• [Exercise requirements] From the records below, please repeat exactly the line that has "from this id", the line that has "if let Some(workers)", and every line between them, and nothing else.

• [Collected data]
Content starts

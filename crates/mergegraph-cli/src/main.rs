//! MergeGraph CLI - indexing and queries over the merged-model provenance graph.
//!
//! Every subcommand builds `Settings` from `MERGEGRAPH_*` environment variables
//! once, opens the stores and prints its result as JSON on stdout.

use anyhow::{Context, Result};
use clap::{Parser, Subcommand};
use mergegraph::{
    CancellationToken, Exclude, IndexOptions, MergeGraphApi, ModelListRequest, Settings, SortBy,
};
use serde_json::json;
use std::path::PathBuf;
use tracing::{info, warn};
use tracing_subscriber::EnvFilter;

#[derive(Parser, Debug)]
#[command(name = "mergegraph")]
#[command(about = "Provenance graph of merged language models")]
struct Args {
    /// Enable debug logging (overrides RUST_LOG)
    #[arg(short, long, global = true)]
    debug: bool,

    #[command(subcommand)]
    command: Command,
}

#[derive(Subcommand, Debug)]
enum Command {
    /// Crawl the hub and rebuild the graph
    Index {
        /// Maximum number of merged models fetched as the first wave
        #[arg(long)]
        limit: Option<usize>,

        /// Keep the current graph instead of starting empty
        #[arg(long)]
        keep_db: bool,

        /// In-process workers (0 = rely on separate `worker` processes)
        #[arg(long)]
        workers: Option<usize>,
    },

    /// Run workers against the shared job queue
    Worker {
        /// Exit once the queue is empty
        #[arg(long)]
        burst: bool,

        #[arg(long)]
        workers: Option<usize>,
    },

    /// Delete every node and relationship
    ResetDb,

    /// Write the graph to a JSON snapshot
    Export { path: PathBuf },

    /// Load a JSON snapshot into the graph
    Import { path: PathBuf },

    /// Rebuild the full-text index from the stored nodes
    RebuildTextIndex,

    /// Print the lineage sub-graph of a model
    Lineage {
        id: String,

        #[arg(long)]
        depth: Option<usize>,
    },

    /// List models
    Search {
        query: Option<String>,

        /// e.g. "most likes", "average score", "MMLU"
        #[arg(long, default_value = "default")]
        sort_by: String,

        /// private, gated, base-models or merged-models
        #[arg(long)]
        exclude: Option<String>,

        #[arg(long)]
        license: Option<String>,

        #[arg(long)]
        merge_method: Option<String>,

        #[arg(long)]
        architecture: Option<String>,

        /// Only models derived directly from this id
        #[arg(long)]
        base_model: Option<String>,

        #[arg(long)]
        limit: Option<usize>,
    },
}

fn init_logging(debug: bool) {
    let filter = if debug {
        EnvFilter::new("debug")
    } else {
        EnvFilter::try_from_default_env().unwrap_or_else(|_| EnvFilter::new("info"))
    };
    tracing_subscriber::fmt()
        .with_env_filter(filter)
        .with_target(false)
        .with_writer(std::io::stderr)
        .compact()
        .init();
}

fn print_json<T: serde::Serialize>(value: &T) -> Result<()> {
    println!("{}", serde_json::to_string_pretty(value)?);
    Ok(())
}

/// Cancel `token` on Ctrl-C.
fn cancel_on_ctrl_c(token: CancellationToken) {
    tokio::spawn(async move {
        if tokio::signal::ctrl_c().await.is_ok() {
            warn!("Shutdown signal received, stopping workers");
            token.cancel();
        }
    });
}

#[tokio::main]
async fn main() -> Result<()> {
    let args = Args::parse();
    init_logging(args.debug);

    let settings = Settings::from_env().context("Invalid MERGEGRAPH_* settings")?;
    info!("Graph store: {}", settings.db_path.display());
    let api = MergeGraphApi::open(settings)?;

    match args.command {
        Command::Index {
            limit,
            keep_db,
            workers,
        } => {
            let options = IndexOptions {
                limit,
                keep_db,
                seed: None,
            };
            let workers = workers.unwrap_or(api.settings().worker_count);
            tokio::select! {
                report = api.index(&options, workers) => print_json(&report?)?,
                _ = tokio::signal::ctrl_c() => {
                    warn!("Indexing interrupted; the graph is incomplete");
                }
            }
        }
        Command::Worker { burst, workers } => {
            let mut pool = api.worker_pool();
            if let Some(workers) = workers {
                pool = pool.with_workers(workers);
            }
            let cancel = CancellationToken::new();
            cancel_on_ctrl_c(cancel.clone());
            let stats = pool.run(burst, cancel).await?;
            print_json(&stats)?;
        }
        Command::ResetDb => {
            api.repository().delete_all()?;
            api.queue().clear()?;
            print_json(&json!({"reset": true}))?;
        }
        Command::Export { path } => {
            let snapshot = api.repository().export_to_path(&path)?;
            print_json(&json!({
                "path": path,
                "nodes_count": snapshot.nodes_count,
                "relationships_count": snapshot.relationships_count,
            }))?;
        }
        Command::Import { path } => {
            let stats = api.repository().import_from_path(&path)?;
            print_json(&stats)?;
        }
        Command::RebuildTextIndex => {
            api.repository().rebuild_text_index()?;
            print_json(&json!({"rebuilt": true}))?;
        }
        Command::Lineage { id, depth } => {
            let graph = api.service().get_model_lineage(&id, depth)?;
            print_json(&graph)?;
        }
        Command::Search {
            query,
            sort_by,
            exclude,
            license,
            merge_method,
            architecture,
            base_model,
            limit,
        } => {
            let request = ModelListRequest {
                query,
                sort_by: sort_by.parse::<SortBy>()?,
                exclude: exclude.map(|e| e.parse::<Exclude>()).transpose()?,
                license,
                merge_method,
                architecture,
                base_model,
                limit,
            };
            let models = api.service().list_models(&request)?;
            print_json(&models)?;
        }
    }

    Ok(())
}
//! Bounded retry for hub requests and graph store statements.
//!
//! A [`RetryConfig`] says how many attempts an operation gets and how long to
//! wait between them. The caller decides which errors are worth another
//! attempt: the hub client retries 5xx/429/timeouts, the SQLite stores retry
//! lock and busy errors. [`retry_async`] sleeps on the tokio timer,
//! [`retry_blocking`] on the current thread.

use rand::Rng;
use std::fmt::Display;
use std::future::Future;
use std::time::Duration;
use tracing::{debug, warn};

/// Delay growth between attempts.
#[derive(Debug, Clone, Copy, PartialEq)]
pub enum Backoff {
    /// `base * (attempt + 1)`
    Linear,
    /// `base * factor ^ attempt`
    Exponential(f64),
}

#[derive(Debug, Clone)]
pub struct RetryConfig {
    /// Total attempts, the first one included.
    pub max_attempts: u32,
    pub base_delay: Duration,
    /// Upper bound for any single delay, jitter included.
    pub max_delay: Duration,
    pub backoff: Backoff,
    /// Scale each delay by a random factor in `[0.5, 1.5)`.
    pub jitter: bool,
}

impl Default for RetryConfig {
    fn default() -> Self {
        Self::hub_requests()
    }
}

impl RetryConfig {
    pub fn new() -> Self {
        Self::default()
    }

    /// Hub requests: three attempts, doubling from one second, jittered.
    pub fn hub_requests() -> Self {
        Self {
            max_attempts: 3,
            base_delay: Duration::from_secs(1),
            max_delay: Duration::from_secs(60),
            backoff: Backoff::Exponential(2.0),
            jitter: true,
        }
    }

    /// Store lock/busy conflicts: ten attempts, one more second each time,
    /// never above ten seconds.
    pub fn store_conflicts() -> Self {
        Self {
            max_attempts: 10,
            base_delay: Duration::from_secs(1),
            max_delay: Duration::from_secs(10),
            backoff: Backoff::Linear,
            jitter: false,
        }
    }

    pub fn with_max_attempts(mut self, attempts: u32) -> Self {
        self.max_attempts = attempts.max(1);
        self
    }

    pub fn with_base_delay(mut self, delay: Duration) -> Self {
        self.base_delay = delay;
        self
    }

    pub fn with_max_delay(mut self, delay: Duration) -> Self {
        self.max_delay = delay;
        self
    }

    pub fn with_backoff(mut self, backoff: Backoff) -> Self {
        self.backoff = backoff;
        self
    }

    pub fn with_jitter(mut self, jitter: bool) -> Self {
        self.jitter = jitter;
        self
    }

    /// Delay after the failed attempt `attempt` (0-based).
    pub fn calculate_delay(&self, attempt: u32) -> Duration {
        let factor = match self.backoff {
            Backoff::Linear => f64::from(attempt.saturating_add(1)),
            Backoff::Exponential(base) => base.powi(attempt.min(i32::MAX as u32) as i32),
        };
        let cap = self.max_delay.as_secs_f64();
        let mut secs = (self.base_delay.as_secs_f64() * factor).min(cap);
        if self.jitter {
            secs = (secs * rand::rng().random_range(0.5..1.5)).min(cap);
        }
        Duration::from_secs_f64(secs)
    }
}

/// Outcome bookkeeping of one retried operation.
#[derive(Debug, Clone, Default)]
pub struct RetryStats {
    pub attempts: u32,
    /// Time spent waiting between attempts.
    pub total_delay: Duration,
    pub success: bool,
    pub last_error: Option<String>,
}

impl RetryStats {
    fn succeeded(&mut self) {
        self.success = true;
        if self.attempts > 1 {
            debug!("Succeeded on attempt {}", self.attempts);
        }
    }

    /// Record a failure and return the delay before the next attempt, or
    /// `None` when the operation should give up.
    fn failed<E: Display>(&mut self, config: &RetryConfig, error: &E, retryable: bool) -> Option<Duration> {
        self.last_error = Some(error.to_string());
        if !retryable {
            debug!("Not retrying: {}", error);
            return None;
        }
        if self.attempts >= config.max_attempts {
            warn!("Giving up after {} attempts: {}", self.attempts, error);
            return None;
        }
        let delay = config.calculate_delay(self.attempts - 1);
        self.total_delay += delay;
        warn!(
            "Attempt {} of {} failed ({}); next attempt in {:?}",
            self.attempts, config.max_attempts, error, delay
        );
        Some(delay)
    }
}

/// Run `operation` until it succeeds, fails with an error `should_retry`
/// rejects, or runs out of attempts.
pub async fn retry_async<F, Fut, T, E>(
    config: &RetryConfig,
    mut operation: F,
    should_retry: impl Fn(&E) -> bool,
) -> (Result<T, E>, RetryStats)
where
    F: FnMut() -> Fut,
    Fut: Future<Output = Result<T, E>>,
    E: Display,
{
    let mut stats = RetryStats::default();
    loop {
        stats.attempts += 1;
        match operation().await {
            Ok(value) => {
                stats.succeeded();
                return (Ok(value), stats);
            }
            Err(e) => match stats.failed(config, &e, should_retry(&e)) {
                Some(delay) => tokio::time::sleep(delay).await,
                None => return (Err(e), stats),
            },
        }
    }
}

/// Blocking counterpart of [`retry_async`] for synchronous SQLite calls.
pub fn retry_blocking<F, T, E>(
    config: &RetryConfig,
    mut operation: F,
    should_retry: impl Fn(&E) -> bool,
) -> (Result<T, E>, RetryStats)
where
    F: FnMut() -> Result<T, E>,
    E: Display,
{
    let mut stats = RetryStats::default();
    loop {
        stats.attempts += 1;
        match operation() {
            Ok(value) => {
                stats.succeeded();
                return (Ok(value), stats);
            }
            Err(e) => match stats.failed(config, &e, should_retry(&e)) {
                Some(delay) => std::thread::sleep(delay),
                None => return (Err(e), stats),
            },
        }
    }
}
//! Stop signal shared by the indexer, its workers and the CLI.

use std::sync::atomic::{AtomicBool, Ordering};
use std::sync::Arc;
use tokio::sync::Notify;

#[derive(Debug, Default)]
struct StopSignal {
    raised: AtomicBool,
    wake: Notify,
}

/// Clones share state: cancelling any clone stops every worker holding one.
///
/// Workers poll [`is_cancelled`](Self::is_cancelled) between jobs and await
/// [`cancelled`](Self::cancelled) while the queue is idle.
#[derive(Debug, Clone, Default)]
pub struct CancellationToken {
    signal: Arc<StopSignal>,
}

impl CancellationToken {
    pub fn new() -> Self {
        Self::default()
    }

    pub fn cancel(&self) {
        if !self.signal.raised.swap(true, Ordering::AcqRel) {
            self.signal.wake.notify_waiters();
        }
    }

    pub fn is_cancelled(&self) -> bool {
        self.signal.raised.load(Ordering::Acquire)
    }

    /// Resolves once the token is cancelled.
    pub async fn cancelled(&self) {
        loop {
            let notified = self.signal.wake.notified();
            if self.is_cancelled() {
                return;
            }
            notified.await;
        }
    }
}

Content ends

• [Result]
        /// Only models derived directly from this id
        #[arg(long)]
        base_model: Option<String>,

        #[arg(long)]
        limit: Option<usize>,
    },
}

fn init_logging(debug: bool) {
    let filter = if debug {
        EnvFilter::new("debug")
    } else {
        EnvFilter::try_from_default_env().unwrap_or_else(|_| EnvFilter::new("info"))
    };
    tracing_subscriber::fmt()
        .with_env_filter(filter)
        .with_target(false)
        .with_writer(std::io::stderr)
        .compact()
        .init();
}

fn print_json<T: serde::Serialize>(value: &T) -> Result<()> {
    println!("{}", serde_json::to_string_pretty(value)?);
    Ok(())
}

/// Cancel `token` on Ctrl-C.
fn cancel_on_ctrl_c(token: CancellationToken) {
    tokio::spawn(async move {
        if tokio::signal::ctrl_c().await.is_ok() {
            warn!("Shutdown signal received, stopping workers");
            token.cancel();
        }
    });
}

#[tokio::main]
async fn main() -> Result<()> {
    let args = Args::parse();
    init_logging(args.debug);

    let settings = Settings::from_env().context("Invalid MERGEGRAPH_* settings")?;
    info!("Graph store: {}", settings.db_path.display());
    let api = MergeGraphApi::open(settings)?;

    match args.command {
        Command::Index {
            limit,
            keep_db,
            workers,
        } => {
            let options = IndexOptions {
                limit,
                keep_db,
                seed: None,
            };
            let workers = workers.unwrap_or(api.settings().worker_count);
            tokio::select! {
                report = api.index(&options, workers) => print_json(&report?)?,
                _ = tokio::signal::ctrl_c() => {
                    warn!("Indexing interrupted; the graph is incomplete");
                }
            }
        }
        Command::Worker { burst, workers } => {
            let mut pool = api.worker_pool();
            if let Some(workers) = workers {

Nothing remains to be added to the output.